* **TASK PROMPT**:
Answer with nothing but the number of lines in the listing below that contain "first".

* **MATERIAL SUPPLIED**:
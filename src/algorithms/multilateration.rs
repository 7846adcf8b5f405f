//! RSSI multilateration
//!
//! Each reading is turned into a range estimate with the path-loss model, then
//! the position minimising `Σ (‖p - r_i‖ - d_i)²` over the located receivers is
//! found with a bounded Nelder-Mead search seeded at the receivers' centroid.

use std::collections::{BTreeMap, HashMap};

use nalgebra::Vector2;
use serde::{Deserialize, Serialize};
use tracing::{debug, warn};

use crate::algorithms::optimizer::{BoundedNelderMead, NelderMeadConfig};
use crate::algorithms::path_loss::PathLossModel;
use crate::core::{BoundingBox, Position, ReceiverMap, MIN_RECEIVERS_FOR_FIX};
use crate::validation::EstimationError;

/// Estimator parameters
#[derive(Debug, Clone, PartialEq, Serialize, Deserialize)]
pub struct MultilaterationConfig {
    pub path_loss: PathLossModel,
    pub solver: NelderMeadConfig,
    /// Located receivers required before a fix is attempted
    pub min_receivers: usize,
    /// Search region; the floor-plan extent when one is loaded
    pub bounds: BoundingBox,
}

impl Default for MultilaterationConfig {
    fn default() -> Self {
        Self {
            path_loss: PathLossModel::default(),
            solver: NelderMeadConfig::default(),
            min_receivers: MIN_RECEIVERS_FOR_FIX,
            bounds: BoundingBox::unit(),
        }
    }
}

/// A computed beacon position with solver diagnostics
#[derive(Debug, Clone, PartialEq, Serialize)]
pub struct Estimate {
    pub position: Position,
    /// Receivers that contributed, in identifier order
    pub receivers_used: Vec<String>,
    /// Receivers that reported the beacon but have no registered location
    pub unknown_receivers: Vec<String>,
    /// Objective value at the returned position
    pub residual: f64,
    pub iterations: usize,
    pub converged: bool,
}

/// One located reading: receiver position and range derived from RSSI
#[derive(Debug, Clone, Copy)]
struct RangeMeasurement {
    receiver: Vector2<f64>,
    distance: f64,
}

/// Position estimator over a receiver registry
#[derive(Debug, Clone)]
pub struct Multilaterator {
    config: MultilaterationConfig,
    solver: BoundedNelderMead,
}

impl Default for Multilaterator {
    fn default() -> Self {
        Self::new(MultilaterationConfig::default())
    }
}

impl Multilaterator {
    pub fn new(config: MultilaterationConfig) -> Self {
        let solver = BoundedNelderMead::new(config.solver);
        Self { config, solver }
    }

    /// Same estimator restricted to a different search region
    pub fn with_bounds(mut self, bounds: BoundingBox) -> Self {
        self.config.bounds = bounds;
        self
    }

    pub fn config(&self) -> &MultilaterationConfig {
        &self.config
    }

    /// Estimate a beacon position from its per-receiver readings.
    ///
    /// Readings from receivers missing in `receivers` are skipped and listed in
    /// the result. Fewer than `min_receivers` located readings yields
    /// [`EstimationError::InsufficientCoverage`].
    pub fn estimate_position<R>(
        &self,
        readings: &HashMap<String, R>,
        receivers: &ReceiverMap,
    ) -> Result<Estimate, EstimationError>
    where
        R: Copy + Into<f64>,
    {
        // Sorted so that the objective sums in a fixed order
        let ordered: BTreeMap<&String, f64> =
            readings.iter().map(|(id, rssi)| (id, (*rssi).into())).collect();

        let mut measurements = Vec::with_capacity(ordered.len());
        let mut receivers_used = Vec::with_capacity(ordered.len());
        let mut unknown_receivers = Vec::new();

        for (receiver_id, rssi) in ordered {
            match receivers.get(receiver_id) {
                Some(location) => {
                    measurements.push(RangeMeasurement {
                        receiver: location.position().to_vector(),
                        distance: self.config.path_loss.distance(rssi),
                    });
                    receivers_used.push(receiver_id.clone());
                }
                None => {
                    warn!(receiver_id = %receiver_id, "reading from unregistered receiver skipped");
                    unknown_receivers.push(receiver_id.clone());
                }
            }
        }

        if measurements.len() < self.config.min_receivers {
            debug!(
                usable = measurements.len(),
                required = self.config.min_receivers,
                "not enough located receivers for a fix"
            );
            return Err(EstimationError::InsufficientCoverage {
                usable: measurements.len(),
                required: self.config.min_receivers,
                unknown_receivers,
            });
        }

        let seed = centroid(&measurements);
        let minimum = self.solver.minimize(
            |p| range_residual(&measurements, p),
            seed,
            &self.config.bounds,
        );

        let position = Position::from_vector(&minimum.point);
        if !position.is_finite() || !minimum.value.is_finite() {
            return Err(EstimationError::NonFinite { iterations: minimum.iterations });
        }

        Ok(Estimate {
            position,
            receivers_used,
            unknown_receivers,
            residual: minimum.value,
            iterations: minimum.iterations,
            converged: minimum.converged,
        })
    }

    /// Estimate every beacon in `groups` (address to per-receiver readings).
    ///
    /// Each address is solved independently; a failure is recorded for that
    /// address only.
    pub fn estimate_all<R>(
        &self,
        groups: &HashMap<String, HashMap<String, R>>,
        receivers: &ReceiverMap,
    ) -> BTreeMap<String, Result<Estimate, EstimationError>>
    where
        R: Copy + Into<f64>,
    {
        groups
            .iter()
            .map(|(address, readings)| {
                (address.clone(), self.estimate_position(readings, receivers))
            })
            .collect()
    }
}

fn centroid(measurements: &[RangeMeasurement]) -> Vector2<f64> {
    let sum = measurements
        .iter()
        .fold(Vector2::zeros(), |acc, m| acc + m.receiver);
    sum / measurements.len() as f64
}

fn range_residual(measurements: &[RangeMeasurement], p: &Vector2<f64>) -> f64 {
    measurements
        .iter()
        .map(|m| {
            let err = (p - m.receiver).norm() - m.distance;
            err * err
        })
        .sum()
}

#[cfg(test)]
mod tests {
    use super::*;
    use crate::core::ReceiverLocation;

    fn triangle_receivers() -> ReceiverMap {
        let mut receivers = ReceiverMap::new();
        receivers.insert("r1".to_string(), ReceiverLocation::planar(0.0, 0.0));
        receivers.insert("r2".to_string(), ReceiverLocation::planar(10.0, 0.0));
        receivers.insert("r3".to_string(), ReceiverLocation::planar(0.0, 10.0));
        receivers
    }

    fn room_estimator() -> Multilaterator {
        Multilaterator::default().with_bounds(BoundingBox::new(0.0, 0.0, 10.0, 10.0))
    }

    fn synthetic_readings(receivers: &ReceiverMap, beacon: Position, model: &PathLossModel) -> HashMap<String, f64> {
        receivers
            .iter()
            .map(|(id, loc)| (id.clone(), model.rssi(loc.position().distance_to(&beacon))))
            .collect()
    }

    #[test]
    fn test_recovers_ground_truth_from_noiseless_readings() {
        let estimator = room_estimator();
        let receivers = triangle_receivers();
        let truth = Position::new(5.0, 5.0);
        let readings = synthetic_readings(&receivers, truth, &estimator.config().path_loss);

        let estimate = estimator.estimate_position(&readings, &receivers).unwrap();

        assert!(estimate.position.distance_to(&truth) < 0.5, "got {:?}", estimate.position);
        assert_eq!(estimate.receivers_used, vec!["r1", "r2", "r3"]);
        assert!(estimate.unknown_receivers.is_empty());
        assert!(estimate.residual < 1e-6);
    }

    #[test]
    fn test_integer_rssi_readings_are_accepted() {
        let estimator = room_estimator();
        let receivers = triangle_receivers();
        let readings: HashMap<String, i32> = synthetic_readings(&receivers, Position::new(5.0, 5.0), &estimator.config().path_loss)
            .into_iter()
            .map(|(id, rssi)| (id, rssi.round() as i32))
            .collect();

        let estimate = estimator.estimate_position(&readings, &receivers).unwrap();
        assert!(estimate.position.distance_to(&Position::new(5.0, 5.0)) < 0.5);
    }

    #[test]
    fn test_two_readings_is_insufficient_coverage() {
        let estimator = room_estimator();
        let receivers = triangle_receivers();
        let mut readings = HashMap::new();
        readings.insert("r1".to_string(), -60.0);
        readings.insert("r2".to_string(), -65.0);

        let err = estimator.estimate_position(&readings, &receivers).unwrap_err();
        assert_eq!(
            err,
            EstimationError::InsufficientCoverage { usable: 2, required: 3, unknown_receivers: vec![] }
        );
    }

    #[test]
    fn test_unknown_receivers_are_skipped_not_fatal() {
        let estimator = room_estimator();
        let receivers = triangle_receivers();
        let mut readings = synthetic_readings(&receivers, Position::new(5.0, 5.0), &estimator.config().path_loss);
        readings.insert("ghost".to_string(), -40.0);

        let estimate = estimator.estimate_position(&readings, &receivers).unwrap();
        assert_eq!(estimate.unknown_receivers, vec!["ghost"]);
        assert_eq!(estimate.receivers_used.len(), 3);
        assert!(estimate.position.distance_to(&Position::new(5.0, 5.0)) < 0.5);
    }

    #[test]
    fn test_unknown_receivers_count_against_coverage() {
        let estimator = room_estimator();
        let receivers = triangle_receivers();
        let mut readings = HashMap::new();
        readings.insert("r1".to_string(), -60);
        readings.insert("r2".to_string(), -60);
        readings.insert("ghost".to_string(), -60);

        match estimator.estimate_position(&readings, &receivers) {
            Err(EstimationError::InsufficientCoverage { usable, unknown_receivers, .. }) => {
                assert_eq!(usable, 2);
                assert_eq!(unknown_receivers, vec!["ghost"]);
            }
            other => panic!("expected insufficient coverage, got {:?}", other),
        }
    }

    #[test]
    fn test_default_bounds_keep_estimate_in_unit_square() {
        let estimator = Multilaterator::default();
        let receivers = triangle_receivers();
        let readings = synthetic_readings(&receivers, Position::new(5.0, 5.0), &estimator.config().path_loss);

        let estimate = estimator.estimate_position(&readings, &receivers).unwrap();
        assert!(BoundingBox::unit().contains(&estimate.position));
    }

    #[test]
    fn test_estimate_all_isolates_failures() {
        let estimator = room_estimator();
        let receivers = triangle_receivers();
        let mut groups = HashMap::new();
        groups.insert(
            "aa:aa".to_string(),
            synthetic_readings(&receivers, Position::new(2.0, 3.0), &estimator.config().path_loss),
        );
        let mut sparse = HashMap::new();
        sparse.insert("r1".to_string(), -70.0);
        groups.insert("bb:bb".to_string(), sparse);

        let results = estimator.estimate_all(&groups, &receivers);
        assert_eq!(results.len(), 2);
        assert!(results["aa:aa"].as_ref().unwrap().position.distance_to(&Position::new(2.0, 3.0)) < 0.5);
        assert!(matches!(results["bb:bb"], Err(EstimationError::InsufficientCoverage { usable: 1, .. })));
    }

    #[test]
    fn test_estimation_is_deterministic() {
        let estimator = room_estimator();
        let receivers = triangle_receivers();
        let readings = synthetic_readings(&receivers, Position::new(6.5, 1.5), &estimator.config().path_loss);

        let first = estimator.estimate_position(&readings, &receivers).unwrap();
        let second = estimator.estimate_position(&readings, &receivers).unwrap();
        assert_eq!(first, second);
    }
}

* **FINISHED EXERCISE**:
2